I pictured a sunny future, and for the most part, I wasn’t disappointed. I hope I turned out as nice as my admired friend, and once I reached childbearing years, three kids seemed the perfect number for me!


Occasionally, I look back, usually with a smile, recalling good times with family or high points in my teaching career. Those days are done, though. The same events won’t come again, not those great family vacations, and thank goodness, not those embarrassing mistakes.

However, this year, I turn seventy.


For the first time, the path ahead looks a lot shorter. And tougher.



When I turned forty, my dad cried. I didn’t cry. So what if half my life was behind me? I still had half my life ahead of me. Fifty didn’t faze me either. Friends’ knees and hips had started to break down. Not mine. (Do you catch a hint of pride there? Yeah, I just heard it, too. I’ll keep working on that.) At sixty, I decided I’d retire within a couple of years, and then—the sky would be the limit! I would travel! I would write! So much to look forward to!
But seventy? Most of my grandparents passed away before reaching that milestone.
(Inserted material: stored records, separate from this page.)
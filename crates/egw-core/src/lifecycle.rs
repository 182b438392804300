//! Time-based lifecycle engine.
//!
//! Pure functions only: the periodic sweep in `egw-sync` reads rows, asks this
//! module for the next state and persists it when it differs.

use chrono::{DateTime, Utc};

use crate::LifecycleState;

/// Which boundary condition produced a state. Logged with every transition so
/// time-zone or data-entry errors can be traced back.
#[derive(Debug, Clone, Copy, PartialEq, Eq)]
pub enum Boundary {
    /// `now < start_time`
    BeforeStart,
    /// `start_time <= now` and the game has no end time.
    StartedOpenEnded,
    /// `start_time <= now < end_time`
    WithinWindow,
    /// `end_time <= now`
    PastEnd,
    /// The current state is terminal and was left untouched.
    Frozen,
}

impl Boundary {
    pub fn describe(self) -> &'static str {
        match self {
            Self::BeforeStart => "now is before start_time",
            Self::StartedOpenEnded => "start_time reached, no end_time",
            Self::WithinWindow => "start_time reached, end_time not reached",
            Self::PastEnd => "end_time reached",
            Self::Frozen => "terminal state",
        }
    }
}

#[derive(Debug, Clone, Copy, PartialEq, Eq)]
pub struct Evaluation {
    pub state: LifecycleState,
    pub boundary: Boundary,
}

pub fn evaluate(
    current: LifecycleState,
    now: DateTime<Utc>,
    start_time: DateTime<Utc>,
    end_time: Option<DateTime<Utc>>,
) -> Evaluation {
    if current.is_terminal() {
        return Evaluation {
            state: current,
            boundary: Boundary::Frozen,
        };
    }
    if now < start_time {
        return Evaluation {
            state: LifecycleState::Upcoming,
            boundary: Boundary::BeforeStart,
        };
    }
    match end_time {
        None => Evaluation {
            state: LifecycleState::Active,
            boundary: Boundary::StartedOpenEnded,
        },
        Some(end) if end > now => Evaluation {
            state: LifecycleState::Active,
            boundary: Boundary::WithinWindow,
        },
        Some(_) => Evaluation {
            state: LifecycleState::Completed,
            boundary: Boundary::PastEnd,
        },
    }
}

pub fn next_state(
    current: LifecycleState,
    now: DateTime<Utc>,
    start_time: DateTime<Utc>,
    end_time: Option<DateTime<Utc>>,
) -> LifecycleState {
    evaluate(current, now, start_time, end_time).state
}

#[cfg(test)]
mod tests {
    use super::*;
    use chrono::{Duration, TimeZone};

    fn t0() -> DateTime<Utc> {
        Utc.with_ymd_and_hms(2025, 3, 1, 10, 0, 0).single().unwrap()
    }

    #[test]
    fn before_start_is_upcoming() {
        let start = t0();
        let now = start - Duration::minutes(1);
        assert_eq!(
            next_state(LifecycleState::Upcoming, now, start, Some(start + Duration::hours(5))),
            LifecycleState::Upcoming
        );
    }

    #[test]
    fn start_boundary_is_inclusive_and_end_boundary_exclusive() {
        let start = t0();
        let end = start + Duration::hours(10);
        assert_eq!(
            evaluate(LifecycleState::Upcoming, start, start, Some(end)),
            Evaluation {
                state: LifecycleState::Active,
                boundary: Boundary::WithinWindow
            }
        );
        assert_eq!(
            evaluate(LifecycleState::Active, end, start, Some(end)),
            Evaluation {
                state: LifecycleState::Completed,
                boundary: Boundary::PastEnd
            }
        );
    }

    #[test]
    fn open_ended_game_stays_active() {
        let start = t0();
        let eval = evaluate(LifecycleState::Active, start + Duration::days(400), start, None);
        assert_eq!(eval.state, LifecycleState::Active);
        assert_eq!(eval.boundary, Boundary::StartedOpenEnded);
    }

    #[test]
    fn terminal_states_are_frozen() {
        let start = t0();
        let now = start - Duration::days(1);
        assert_eq!(
            next_state(LifecycleState::Completed, now, start, None),
            LifecycleState::Completed
        );
        assert_eq!(
            next_state(LifecycleState::Archived, now, start, None),
            LifecycleState::Archived
        );
    }

    #[test]
    fn repeated_evaluation_never_flaps() {
        let start = t0();
        let end = Some(start + Duration::hours(3));
        for offset in [-120i64, -1, 0, 1, 90, 179, 180, 500] {
            let now = start + Duration::minutes(offset);
            let first = next_state(LifecycleState::Upcoming, now, start, end);
            let again = next_state(first, now, start, end);
            assert_eq!(first, again, "flapped at offset {offset}");
        }
    }
}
How much time do I really have left?

The path into old age is scary. One health obstacle after the other for so many people.



Yet, I am filled with hope.


Hope in Jesus. My Savior. My Lord. My Forever Friend, literally.


He has been my companion through young love, through raising children, through heartbreak, and through healing. I trust Him to help me over every obstacle I may come across in old age.


Will I drop dead of a heart attack in a year? He will welcome me into heaven. Will I endure cancer? He will hold my hand through the pain. Will I follow my one grandmother and my mother into my nineties? He will match my steps, even as my stride slows, then shuffles, then stops.


All of us have a God-ordained path to follow.


Some people say, “Many roads lead to heaven.” This is true—with a caveat. Many paths lead to heaven as long as faith in Jesus is included. He has been very clear. “I am the Way, the Truth, and the Life. No one comes to the Father but through Me.”


However, every single one of His children will have a different story to tell once we reach heaven. Some of us will walk a path of suffering, strewn with boulders, for all the years we walk the earth.


Others of us will follow a garden path where we gather beauty and share it with others. No matter the path He assigns to us, we depend on His companionship along the way.


How do you picture the path ahead for yourself?

Do you plan to hold His hand as you skip along a path lined with roses?

Will you allow Jesus to help you navigate barriers that block your way?


May each day of your journey be blessed with His presence!